Another important factor is back contamination from you’re your systems faucet. Activated carbon media is not recommended to reduce microbial contaminants. If anything, carbon particles are prone to shedding heterotrophic plate count bacteria and other colonizing microbes into the water. Even faecal coliforms and other opportunistic bacterial pathogens are capable of colonising carbon particles.

As a guideline and for all practical purposes most countertop-top or under-counter carbon type filters should be replaced on at least an ANNUAL BASIS.

For every 1 litre RO water you drink, you can waste up to 7 litres off tap water…let that sink in for a moment!

An RO creates drinking water by forcing tap water through a semi-permeable membrane to fill a 9lt water (capacity) tank.
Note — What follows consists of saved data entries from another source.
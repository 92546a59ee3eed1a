use sketchbook::{
    Result,
    cli::{Command, USAGE},
    config::AppConfig,
    sketch::Runner,
    sketches::{SKETCHES, find},
};

fn run(command: Command, mut config: AppConfig) -> Result<()> {
    match &command {
        Command::List => {
            for entry in SKETCHES {
                let settings = (entry.settings)();
                let kind = if settings.animate {
                    format!("{} frames", settings.total_frames())
                } else {
                    "still".to_string()
                };
                println!(
                    "{:<12} {}x{} {:<10} {}",
                    entry.name, settings.dimensions[0], settings.dimensions[1], kind, entry.description
                );
            }
            Ok(())
        }
        Command::Render { name, .. } => {
            command.override_config(&mut config);
            config.validate()?;

            let entry = find(name)?;
            let settings = config.apply(&(entry.settings)());
            let mut runner = Runner::new(entry, settings, &config.output.dir)?;
            let paths = runner.run()?;
            if let Some(last) = paths.last() {
                log::info!("{} frames written, last: {}", paths.len(), last.display());
            }
            Ok(())
        }
    }
}

fn main() {
    let args: Vec<String> = std::env::args().skip(1).collect();

    let config = match AppConfig::load() {
        Ok(config) => config,
        Err(e) => {
            eprintln!("{}", e);
            std::process::exit(2);
        }
    };

    env_logger::Builder::from_env(env_logger::Env::default().default_filter_or(&config.debug.log_level))
        .init();

    let command = match Command::parse(&args) {
        Ok(command) => command,
        Err(e) => {
            eprintln!("{}\n\n{}", e, USAGE);
            std::process::exit(2);
        }
    };

    if let Err(e) = run(command, config) {
        log::error!("{}", e);
        std::process::exit(1);
    }
}
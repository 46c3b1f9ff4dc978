//! Character-level text diff.
//!
//! Uses the `similar` crate (Myers diff algorithm) over Unicode scalar
//! values, bounded by a deadline, followed by the cleanup passes in
//! [`crate::cleanup`].

use std::time::Instant;

use docdelta_types::{ChangeStats, DiffSegment, SegmentKind};
use similar::{Algorithm, ChangeTag};
use tracing::debug;

use crate::cleanup::{self, Edit};
use crate::metrics::{levenshtein, similarity_percent};
use crate::options::DiffOptions;

/// A computed diff between two texts together with its derived metrics.
#[derive(Clone, Debug, PartialEq)]
pub struct TextDiff {
    segments: Vec<DiffSegment>,
    old_len: usize,
    new_len: usize,
}

impl TextDiff {
    /// Diff `old` against `new`.
    ///
    /// Identical texts yield a single unchanged segment (none when both are
    /// empty).
    pub fn compute(old: &str, new: &str, options: &DiffOptions) -> Self {
        let old_len = old.chars().count();
        let new_len = new.chars().count();

        if old == new {
            let segments = if old.is_empty() {
                Vec::new()
            } else {
                vec![DiffSegment::unchanged(old)]
            };
            return Self {
                segments,
                old_len,
                new_len,
            };
        }

        let mut edits = myers_edits(old, new, options);
        cleanup::merge(&mut edits);
        if options.semantic_cleanup {
            cleanup::cleanup_semantic(&mut edits);
        }

        Self {
            segments: cleanup::into_segments(edits),
            old_len,
            new_len,
        }
    }

    pub fn segments(&self) -> &[DiffSegment] {
        &self.segments
    }

    pub fn into_segments(self) -> Vec<DiffSegment> {
        self.segments
    }

    /// Returns `true` if the texts were identical.
    pub fn is_unchanged(&self) -> bool {
        self.segments
            .iter()
            .all(|s| s.kind == SegmentKind::Unchanged)
    }

    /// Character length of the old text.
    pub fn old_len(&self) -> usize {
        self.old_len
    }

    /// Character length of the new text.
    pub fn new_len(&self) -> usize {
        self.new_len
    }

    pub fn stats(&self) -> ChangeStats {
        ChangeStats::from_segments(&self.segments)
    }

    /// Edit distance implied by the segments.
    pub fn levenshtein(&self) -> usize {
        levenshtein(&self.segments)
    }

    /// Similarity in percent, `[0, 100]`, one decimal place.
    pub fn similarity(&self) -> f64 {
        similarity_percent(self.levenshtein(), self.old_len, self.new_len)
    }

    /// Similarity as a ratio in `[0, 1]`.
    pub fn similarity_ratio(&self) -> f64 {
        self.similarity() / 100.0
    }
}

/// Raw Myers edit script, one edit per run of equal-kind changes.
fn myers_edits(old: &str, new: &str, options: &DiffOptions) -> Vec<Edit> {
    let mut config = similar::TextDiff::configure();
    config.algorithm(Algorithm::Myers);
    let deadline = Instant::now().checked_add(options.timeout);
    if let Some(deadline) = deadline {
        config.deadline(deadline);
    }
    let diff = config.diff_chars(old, new);

    let mut edits: Vec<Edit> = Vec::new();
    for change in diff.iter_all_changes() {
        let kind = match change.tag() {
            ChangeTag::Equal => SegmentKind::Unchanged,
            ChangeTag::Delete => SegmentKind::Removed,
            ChangeTag::Insert => SegmentKind::Added,
        };
        cleanup::push_chars(&mut edits, kind, change.value().chars());
    }

    if deadline.is_some_and(|d| Instant::now() >= d) {
        debug!(
            old_len = old.len(),
            new_len = new.len(),
            timeout = ?options.timeout,
            "text diff hit its deadline; edit script may not be minimal"
        );
    }
    edits
}

/// Reusable text differ with fixed options.
#[derive(Clone, Debug, Default)]
pub struct TextDiffer {
    options: DiffOptions,
}

impl TextDiffer {
    pub fn new(options: DiffOptions) -> Self {
        Self { options }
    }

    pub fn options(&self) -> &DiffOptions {
        &self.options
    }

    pub fn compute(&self, old: &str, new: &str) -> TextDiff {
        TextDiff::compute(old, new, &self.options)
    }

    pub fn diff(&self, old: &str, new: &str) -> Vec<DiffSegment> {
        self.compute(old, new).into_segments()
    }

    pub fn similarity(&self, old: &str, new: &str) -> f64 {
        self.compute(old, new).similarity()
    }

    pub fn similarity_ratio(&self, old: &str, new: &str) -> f64 {
        self.compute(old, new).similarity_ratio()
    }

    pub fn stats(&self, old: &str, new: &str) -> ChangeStats {
        self.compute(old, new).stats()
    }
}

/// Diff two texts with default options.
pub fn diff(old: &str, new: &str) -> Vec<DiffSegment> {
    TextDiffer::default().diff(old, new)
}

/// Similarity of two texts in percent with default options.
pub fn similarity(old: &str, new: &str) -> f64 {
    TextDiffer::default().similarity(old, new)
}

/// Similarity of two texts as a ratio in `[0, 1]` with default options.
pub fn similarity_ratio(old: &str, new: &str) -> f64 {
    TextDiffer::default().similarity_ratio(old, new)
}

/// Character statistics of the diff between two texts with default options.
pub fn stats(old: &str, new: &str) -> ChangeStats {
    TextDiffer::default().stats(old, new)
}
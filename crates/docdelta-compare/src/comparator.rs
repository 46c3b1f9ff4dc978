//! The comparison pipeline: align once, then diff every text pair.

use docdelta_align::{BlockAligner, BlockMatcher, DefaultMatcher};
use docdelta_diff::TextDiffer;
use docdelta_types::{AlignedPair, Block, DocumentVersion};
use tracing::{debug, info};

use crate::comparison::{Comparison, PairComparison, TextComparison};
use crate::config::CompareConfig;
use crate::error::CompareResult;

/// Compares document versions with fixed settings.
///
/// Holds no per-comparison state, so one instance can serve concurrent
/// callers.
#[derive(Clone, Debug)]
pub struct Comparator<M = DefaultMatcher> {
    aligner: BlockAligner<M>,
    differ: TextDiffer,
}

impl Comparator<DefaultMatcher> {
    /// Build a comparator from a validated configuration.
    pub fn new(config: &CompareConfig) -> CompareResult<Self> {
        let matcher = DefaultMatcher::new(config.thresholds.clone(), config.diff_options());
        Self::with_matcher(config, matcher)
    }
}

impl Default for Comparator<DefaultMatcher> {
    fn default() -> Self {
        let config = CompareConfig::default();
        Self::assemble(&config, DefaultMatcher::default())
    }
}

impl<M: BlockMatcher> Comparator<M> {
    /// Build a comparator around a custom block matcher. The matcher's own
    /// settings take precedence over `config.thresholds`.
    pub fn with_matcher(config: &CompareConfig, matcher: M) -> CompareResult<Self> {
        config.validate()?;
        Ok(Self::assemble(config, matcher))
    }

    fn assemble(config: &CompareConfig, matcher: M) -> Self {
        Self {
            aligner: BlockAligner::with_matcher(config.align_config(), matcher),
            differ: TextDiffer::new(config.diff_options()),
        }
    }

    /// Compare version 1 (`old`) against version 2 (`new`).
    pub fn compare<'a>(
        &self,
        old: &'a [Block],
        new: &'a [Block],
    ) -> CompareResult<Comparison<'a>> {
        let aligned = self.aligner.align(old, new)?;

        let pairs: Vec<PairComparison<'a>> = aligned
            .into_iter()
            .map(|pair| PairComparison {
                diff: self.diff_pair(&pair),
                pair,
            })
            .collect();

        let comparison = Comparison::from_pairs(pairs);
        info!(
            matched = comparison.summary.matched,
            modified = comparison.summary.modified,
            added = comparison.summary.added,
            removed = comparison.summary.removed,
            chars_added = comparison.stats.added,
            chars_removed = comparison.stats.removed,
            chars_unchanged = comparison.stats.unchanged,
            "comparison complete"
        );
        Ok(comparison)
    }

    /// Compare two validated document versions.
    pub fn compare_versions<'a>(
        &self,
        old: &'a DocumentVersion,
        new: &'a DocumentVersion,
    ) -> CompareResult<Comparison<'a>> {
        self.compare(old.blocks(), new.blocks())
    }

    /// Diff a two-sided text pair. One-sided pairs and images have nothing
    /// to diff.
    fn diff_pair(&self, pair: &AlignedPair<'_>) -> Option<TextComparison> {
        let (old, new) = pair.both()?;
        let (old_text, new_text) = (old.text_content()?, new.text_content()?);
        let diff = self.differ.compute(old_text, new_text);
        debug!(
            old = %old.id,
            new = %new.id,
            similarity = diff.similarity(),
            "diffed text pair"
        );
        Some(diff.into())
    }
}

/// Compare two block sequences with the default configuration.
pub fn compare<'a>(old: &'a [Block], new: &'a [Block]) -> CompareResult<Comparison<'a>> {
    Comparator::<DefaultMatcher>::default().compare(old, new)
}
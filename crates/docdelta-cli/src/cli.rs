use std::path::PathBuf;

use clap::{Args, Parser, Subcommand};

#[derive(Parser)]
#[command(
    name = "docdelta",
    about = "Compare versions of structured documents",
    version,
)]
pub struct Cli {
    #[command(subcommand)]
    pub command: Command,

    #[arg(short, long, global = true)]
    pub verbose: bool,

    #[arg(long, global = true, default_value = "text")]
    pub format: OutputFormat,
}

#[derive(Clone, Copy, Debug, PartialEq, Eq, clap::ValueEnum)]
pub enum OutputFormat {
    Text,
    Json,
}

#[derive(Subcommand)]
pub enum Command {
    /// Align and diff two document versions given as JSON block arrays
    Compare(CompareArgs),
    /// Show the character diff of two texts
    Diff(DiffArgs),
    /// Print the similarity of two texts in percent
    Similarity(SimilarityArgs),
    /// Print the effective engine configuration
    Config(ConfigArgs),
}

#[derive(Args)]
pub struct CompareArgs {
    /// Version 1 blocks (JSON)
    pub old: PathBuf,
    /// Version 2 blocks (JSON)
    pub new: PathBuf,
    /// Engine settings (TOML)
    #[arg(long)]
    pub config: Option<PathBuf>,
    /// Override the per-side block limit
    #[arg(long)]
    pub max_blocks: Option<usize>,
    /// Also list pairs without changes
    #[arg(long)]
    pub all: bool,
}

#[derive(Args)]
pub struct DiffArgs {
    pub old: String,
    pub new: String,
    /// Treat OLD and NEW as file paths
    #[arg(long)]
    pub files: bool,
    /// Time budget for the diff search in milliseconds
    #[arg(long)]
    pub timeout_ms: Option<u64>,
}

#[derive(Args)]
pub struct SimilarityArgs {
    pub old: String,
    pub new: String,
    /// Treat OLD and NEW as file paths
    #[arg(long)]
    pub files: bool,
}

#[derive(Args)]
pub struct ConfigArgs {
    /// Engine settings (TOML) to load and validate
    #[arg(long)]
    pub config: Option<PathBuf>,
}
As the tank fills, increasingly more tap water is wasted as a result of the increase in back pressure. As this back pressure increases, less water is able to pass through the membrane and more water is flushed down the drain.

So simply stated, when an RO fills an empty 9lt (water capacity) holding tank it wastes +- 45lt of tap water, but when you draw water continuously throughout the day from a full tank, an RO will waste a lot more water to top up its tank.

Let’s say a typical household uses 1lt at a time and a total of 5lt of water per day. After every 1lt of water drawn from the tank, the RO will begin to top-up its tank. To fight the back pressure to fill a 90% full tank will waste 85% + of the tap water used. As a result you ca waste up to 7lt of water to refill the 1lt use, depending on age of membrane and tank pressure. At this rate your household will waste 35lt of water per day or almost 13,000lt of water per year.